EXERCISE MATERIAL

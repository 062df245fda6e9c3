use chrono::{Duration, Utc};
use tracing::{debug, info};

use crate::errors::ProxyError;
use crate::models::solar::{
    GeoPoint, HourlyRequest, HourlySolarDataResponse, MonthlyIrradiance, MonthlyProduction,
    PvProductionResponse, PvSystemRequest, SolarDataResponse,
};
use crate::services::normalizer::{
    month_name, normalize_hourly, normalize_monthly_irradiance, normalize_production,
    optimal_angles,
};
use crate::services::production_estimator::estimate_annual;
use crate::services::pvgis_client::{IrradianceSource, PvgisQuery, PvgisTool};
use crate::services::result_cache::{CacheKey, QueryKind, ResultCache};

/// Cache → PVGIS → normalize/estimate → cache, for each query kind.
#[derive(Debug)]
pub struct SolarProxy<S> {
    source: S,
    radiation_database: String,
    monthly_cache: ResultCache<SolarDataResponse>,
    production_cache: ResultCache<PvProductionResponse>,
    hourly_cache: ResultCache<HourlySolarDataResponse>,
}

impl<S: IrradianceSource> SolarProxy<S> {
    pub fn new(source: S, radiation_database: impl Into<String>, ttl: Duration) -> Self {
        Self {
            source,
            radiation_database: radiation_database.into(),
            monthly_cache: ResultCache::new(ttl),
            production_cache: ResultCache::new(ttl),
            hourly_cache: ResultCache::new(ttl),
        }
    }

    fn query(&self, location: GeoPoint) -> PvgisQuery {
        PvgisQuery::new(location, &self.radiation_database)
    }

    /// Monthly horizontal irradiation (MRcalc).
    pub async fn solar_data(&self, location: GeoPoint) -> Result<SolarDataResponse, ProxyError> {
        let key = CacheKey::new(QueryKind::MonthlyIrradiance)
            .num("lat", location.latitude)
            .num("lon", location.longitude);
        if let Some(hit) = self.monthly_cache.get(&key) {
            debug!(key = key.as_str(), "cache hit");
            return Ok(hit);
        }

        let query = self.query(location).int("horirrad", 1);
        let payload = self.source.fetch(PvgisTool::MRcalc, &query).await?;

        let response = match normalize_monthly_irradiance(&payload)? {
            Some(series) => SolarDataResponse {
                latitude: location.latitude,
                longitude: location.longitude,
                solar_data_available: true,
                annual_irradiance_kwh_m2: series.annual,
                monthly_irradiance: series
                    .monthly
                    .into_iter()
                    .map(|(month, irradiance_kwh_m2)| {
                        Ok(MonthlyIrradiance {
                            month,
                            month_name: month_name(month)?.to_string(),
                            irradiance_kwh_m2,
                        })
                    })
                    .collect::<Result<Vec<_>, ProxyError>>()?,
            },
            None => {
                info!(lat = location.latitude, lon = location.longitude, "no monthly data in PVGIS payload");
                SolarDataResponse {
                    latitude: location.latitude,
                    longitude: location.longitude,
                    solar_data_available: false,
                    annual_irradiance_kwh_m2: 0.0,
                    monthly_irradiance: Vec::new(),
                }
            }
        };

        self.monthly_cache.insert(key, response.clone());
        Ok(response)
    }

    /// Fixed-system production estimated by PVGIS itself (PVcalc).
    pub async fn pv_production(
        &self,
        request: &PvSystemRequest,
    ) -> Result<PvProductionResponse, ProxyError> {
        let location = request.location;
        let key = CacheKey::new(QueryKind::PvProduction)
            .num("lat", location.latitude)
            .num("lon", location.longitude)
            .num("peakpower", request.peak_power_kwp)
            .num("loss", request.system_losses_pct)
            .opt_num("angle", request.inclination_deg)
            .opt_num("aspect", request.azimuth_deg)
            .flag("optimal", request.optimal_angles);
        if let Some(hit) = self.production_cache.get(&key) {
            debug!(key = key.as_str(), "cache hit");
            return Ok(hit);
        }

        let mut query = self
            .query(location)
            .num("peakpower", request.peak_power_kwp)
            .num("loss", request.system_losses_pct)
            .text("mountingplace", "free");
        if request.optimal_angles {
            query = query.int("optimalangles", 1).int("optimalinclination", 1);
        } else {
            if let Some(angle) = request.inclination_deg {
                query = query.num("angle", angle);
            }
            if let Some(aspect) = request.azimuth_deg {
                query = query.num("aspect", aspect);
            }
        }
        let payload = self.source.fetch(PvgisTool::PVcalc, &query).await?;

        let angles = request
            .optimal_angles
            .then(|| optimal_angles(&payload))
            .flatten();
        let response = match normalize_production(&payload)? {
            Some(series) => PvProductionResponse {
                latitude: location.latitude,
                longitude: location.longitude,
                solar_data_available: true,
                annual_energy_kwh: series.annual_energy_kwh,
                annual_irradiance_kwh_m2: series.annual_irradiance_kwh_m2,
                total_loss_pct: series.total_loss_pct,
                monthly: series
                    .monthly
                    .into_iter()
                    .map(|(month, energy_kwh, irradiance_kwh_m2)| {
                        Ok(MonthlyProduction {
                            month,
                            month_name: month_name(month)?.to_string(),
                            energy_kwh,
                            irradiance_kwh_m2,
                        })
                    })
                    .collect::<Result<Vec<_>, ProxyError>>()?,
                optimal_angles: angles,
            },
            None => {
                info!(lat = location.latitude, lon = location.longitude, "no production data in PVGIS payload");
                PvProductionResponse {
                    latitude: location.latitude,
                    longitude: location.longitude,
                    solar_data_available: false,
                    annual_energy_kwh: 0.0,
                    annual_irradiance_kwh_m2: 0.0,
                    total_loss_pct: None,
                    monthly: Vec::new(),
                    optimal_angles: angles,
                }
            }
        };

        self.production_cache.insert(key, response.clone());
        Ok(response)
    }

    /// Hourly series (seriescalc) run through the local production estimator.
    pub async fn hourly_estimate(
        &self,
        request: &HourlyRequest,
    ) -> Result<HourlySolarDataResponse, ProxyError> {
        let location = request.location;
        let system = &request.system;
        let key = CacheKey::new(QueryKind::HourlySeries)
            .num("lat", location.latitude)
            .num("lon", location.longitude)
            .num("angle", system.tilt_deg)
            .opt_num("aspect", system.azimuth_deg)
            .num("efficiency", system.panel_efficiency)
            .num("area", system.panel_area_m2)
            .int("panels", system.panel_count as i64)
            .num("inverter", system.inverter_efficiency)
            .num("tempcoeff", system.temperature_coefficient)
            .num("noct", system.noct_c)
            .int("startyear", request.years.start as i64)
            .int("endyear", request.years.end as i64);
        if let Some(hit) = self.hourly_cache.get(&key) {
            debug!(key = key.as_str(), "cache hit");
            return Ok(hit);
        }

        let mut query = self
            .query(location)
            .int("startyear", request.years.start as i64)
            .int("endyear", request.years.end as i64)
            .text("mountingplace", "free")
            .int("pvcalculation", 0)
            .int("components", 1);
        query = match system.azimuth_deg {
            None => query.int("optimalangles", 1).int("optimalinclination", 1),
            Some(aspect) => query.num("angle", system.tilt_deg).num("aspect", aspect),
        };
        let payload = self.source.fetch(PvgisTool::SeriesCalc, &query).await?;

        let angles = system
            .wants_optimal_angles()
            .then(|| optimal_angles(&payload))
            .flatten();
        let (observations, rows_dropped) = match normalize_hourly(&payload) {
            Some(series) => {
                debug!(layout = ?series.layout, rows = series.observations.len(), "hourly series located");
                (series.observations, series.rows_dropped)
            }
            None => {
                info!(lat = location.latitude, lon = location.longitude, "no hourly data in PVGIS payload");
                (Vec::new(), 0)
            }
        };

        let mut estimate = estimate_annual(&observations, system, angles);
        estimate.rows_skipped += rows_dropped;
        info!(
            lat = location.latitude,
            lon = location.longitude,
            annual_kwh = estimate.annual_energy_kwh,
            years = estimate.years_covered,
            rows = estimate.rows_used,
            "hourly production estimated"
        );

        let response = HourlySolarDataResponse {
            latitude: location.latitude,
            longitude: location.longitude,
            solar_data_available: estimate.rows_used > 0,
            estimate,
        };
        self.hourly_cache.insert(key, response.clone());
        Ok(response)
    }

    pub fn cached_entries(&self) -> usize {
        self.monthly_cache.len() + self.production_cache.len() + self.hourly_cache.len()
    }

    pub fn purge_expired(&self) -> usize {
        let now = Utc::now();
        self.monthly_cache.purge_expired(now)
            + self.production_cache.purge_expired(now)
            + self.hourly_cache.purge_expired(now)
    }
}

REQUIRED ACTION
Write down every line of the data above that includes the string "MonthlyIrradiance".

RESPONSE
    GeoPoint, HourlyRequest, HourlySolarDataResponse, MonthlyIrradiance, MonthlyProduction,
        let key = CacheKey::new(QueryKind::MonthlyIrradiance)
                        Ok(MonthlyIrradiance {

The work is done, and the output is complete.